Removing the sources of food and sealing off entry points comes next. This is a painstaking process. With actual mice, I can pay a pest guy to crawl around in the dark and seal up holes. With mind mice, I have to do it myself because I'm the only one who can shine the light on the possible holes, who knows where my fear might want to make a nest.

Then comes catching the mind mice that remain inside. There are several options, including poison and trapping to kill, but I don't recommend either of these approaches. Given poison, real mice often die where they live. The same would probably happen with my anger, were I to try to poison it. It would only rot between the walls. Whether using glue traps or the more humane guillotine kind, traps leave a corpse behind, and the question of where to properly dispose of it. With mind mice, it's the same: How do I dispose of a feeling once I've lopped its head off? Where do the corpses of thoughts go? And what about when the trap only almost kills?

For the actual mice in my crawl space, I use live traps. I drive to the nearby regional park to release them. Some zoom across the grass, trying to get as far away from their confinement as quickly as possible. Some of them move slowly, afraid to leave the cage -- a cautious animal of prey in a big, grassy world.

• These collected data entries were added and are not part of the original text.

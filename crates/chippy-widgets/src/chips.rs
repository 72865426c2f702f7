//! The ordered set of selected chips.
//!
//! [`ChipSet`] is an insertion-ordered map from [`ChipId`] to [`Chip`]. Ids
//! come from a per-set counter that only ever grows, so removing a chip can
//! never make a later chip collide with a live one.

use crate::catalog::CatalogEntry;
use indexmap::IndexMap;
use std::fmt;

/// Identity of one chip, unique for the lifetime of its [`ChipSet`].
#[derive(Debug, Clone, Copy, PartialEq, Eq, Hash, PartialOrd, Ord)]
pub struct ChipId(u64);

impl ChipId {
    pub fn get(self) -> u64 {
        self.0
    }
}

impl fmt::Display for ChipId {
    fn fmt(&self, f: &mut fmt::Formatter<'_>) -> fmt::Result {
        write!(f, "#{}", self.0)
    }
}

/// A selected person, rendered as a removable token.
#[derive(Debug, Clone, PartialEq, Eq)]
pub struct Chip {
    pub id: ChipId,
    pub label: String,
    pub avatar_url: String,
}

/// Insertion-ordered chips keyed by [`ChipId`].
#[derive(Debug, Clone, Default)]
pub struct ChipSet {
    chips: IndexMap<ChipId, Chip>,
    next_id: u64,
}

impl ChipSet {
    pub fn new() -> Self {
        Self::default()
    }

    /// Append a chip for `entry` and return its id.
    ///
    /// Selecting a name that is already chipped is tolerated: the new chip
    /// gets its own id and both stay.
    pub fn select(&mut self, entry: &CatalogEntry) -> ChipId {
        if self.contains_label(&entry.name) {
            tracing::debug!(label = %entry.name, "selecting an already chipped name");
        }
        self.next_id += 1;
        let id = ChipId(self.next_id);
        self.chips.insert(
            id,
            Chip {
                id,
                label: entry.name.clone(),
                avatar_url: entry.avatar_url.clone(),
            },
        );
        id
    }

    /// Remove the chip with `id`, keeping the order of the rest.
    /// Unknown ids are a no-op.
    pub fn remove(&mut self, id: ChipId) -> Option<Chip> {
        self.chips.shift_remove(&id)
    }

    pub fn get(&self, id: ChipId) -> Option<&Chip> {
        self.chips.get(&id)
    }

    pub fn contains(&self, id: ChipId) -> bool {
        self.chips.contains_key(&id)
    }

    /// Whether any live chip carries `label`.
    pub fn contains_label(&self, label: &str) -> bool {
        self.chips.values().any(|chip| chip.label == label)
    }

    /// The most recently selected chip.
    pub fn last(&self) -> Option<&Chip> {
        self.chips.last().map(|(_, chip)| chip)
    }

    /// Chips in selection order.
    pub fn iter(&self) -> impl Iterator<Item = &Chip> {
        self.chips.values()
    }

    pub fn labels(&self) -> impl Iterator<Item = &str> {
        self.chips.values().map(|chip| chip.label.as_str())
    }

    pub fn len(&self) -> usize {
        self.chips.len()
    }

    pub fn is_empty(&self) -> bool {
        self.chips.is_empty()
    }

    /// Drop every chip. Ids keep counting from where they were.
    pub fn clear(&mut self) {
        self.chips.clear();
    }
}

impl<'a> IntoIterator for &'a ChipSet {
    type Item = &'a Chip;
    type IntoIter = indexmap::map::Values<'a, ChipId, Chip>;

    fn into_iter(self) -> Self::IntoIter {
        self.chips.values()
    }
}

#[cfg(test)]
mod tests {
    use super::*;

    fn person(name: &str) -> CatalogEntry {
        CatalogEntry::new(name, format!("{}@abc.com", name.to_lowercase()))
    }

    #[test]
    fn select_appends_in_order() {
        let mut chips = ChipSet::new();
        chips.select(&person("Miles"));
        chips.select(&person("Oleta"));
        assert_eq!(chips.labels().collect::<Vec<_>>(), vec!["Miles", "Oleta"]);
        assert_eq!(chips.last().unwrap().label, "Oleta");
    }

    #[test]
    fn chip_copies_avatar() {
        let mut chips = ChipSet::new();
        let id = chips.select(&person("Enoch"));
        assert_eq!(
            chips.get(id).unwrap().avatar_url,
            "https://robohash.org/Enoch.png?set=set4"
        );
    }

    #[test]
    fn remove_keeps_order_of_rest() {
        let mut chips = ChipSet::new();
        let a = chips.select(&person("A"));
        let b = chips.select(&person("B"));
        let c = chips.select(&person("C"));

        let removed = chips.remove(b).unwrap();
        assert_eq!(removed.label, "B");
        assert_eq!(chips.iter().map(|c| c.id).collect::<Vec<_>>(), vec![a, c]);
    }

    #[test]
    fn remove_unknown_is_noop() {
        let mut chips = ChipSet::new();
        let id = chips.select(&person("A"));
        chips.remove(id);
        assert!(chips.remove(id).is_none());
        assert!(chips.is_empty());
    }

    #[test]
    fn ids_are_not_reused_after_removal() {
        // A counter derived from the chip count would hand out #2 twice here.
        let mut chips = ChipSet::new();
        let first = chips.select(&person("A"));
        let second = chips.select(&person("B"));
        chips.remove(first);
        let third = chips.select(&person("C"));

        assert_ne!(third, second);
        assert_eq!(chips.len(), 2);
        assert!(chips.contains(second) && chips.contains(third));
    }

    #[test]
    fn duplicate_label_gets_distinct_id() {
        let mut chips = ChipSet::new();
        let one = chips.select(&person("Miles"));
        let two = chips.select(&person("Miles"));
        assert_ne!(one, two);
        assert_eq!(chips.len(), 2);
        assert!(chips.contains_label("Miles"));
    }

    #[test]
    fn clear_keeps_counting() {
        let mut chips = ChipSet::new();
        let before = chips.select(&person("A"));
        chips.clear();
        let after = chips.select(&person("A"));
        assert!(after > before);
    }
}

Even if I'm annoyed I had to leave my warm house and delay my arrival at my writing desk to make the trip, I feel happy when the mouse hops off to the rest of his life. I'm glad for its freedom, as its freedom is emblematic and connected to my own. The mouse may be scooped up by a hawk before day is done. But that's between the mouse and the hawk. I've done my part, which is to be a human being living by a vow: Transmit the life of Buddha and do not kill.

The Buddha didn't have to worry about mice in his crawl space. But he did concern himself deeply with the mice of the mind. I think his message was clear and applies to both: We can be strict, with ourselves and others, and benevolent. We can invite what we do not want into the contained space of the heart, hold it there a while, and ultimately, release it -- all without killing. To rid a space of any kind of mouse requires discipline, persistence, and, most importantly, kindness.

I don't have to hate or shove away what I want to remove from the premises. In fact, I can even love it and wish it well while letting it go.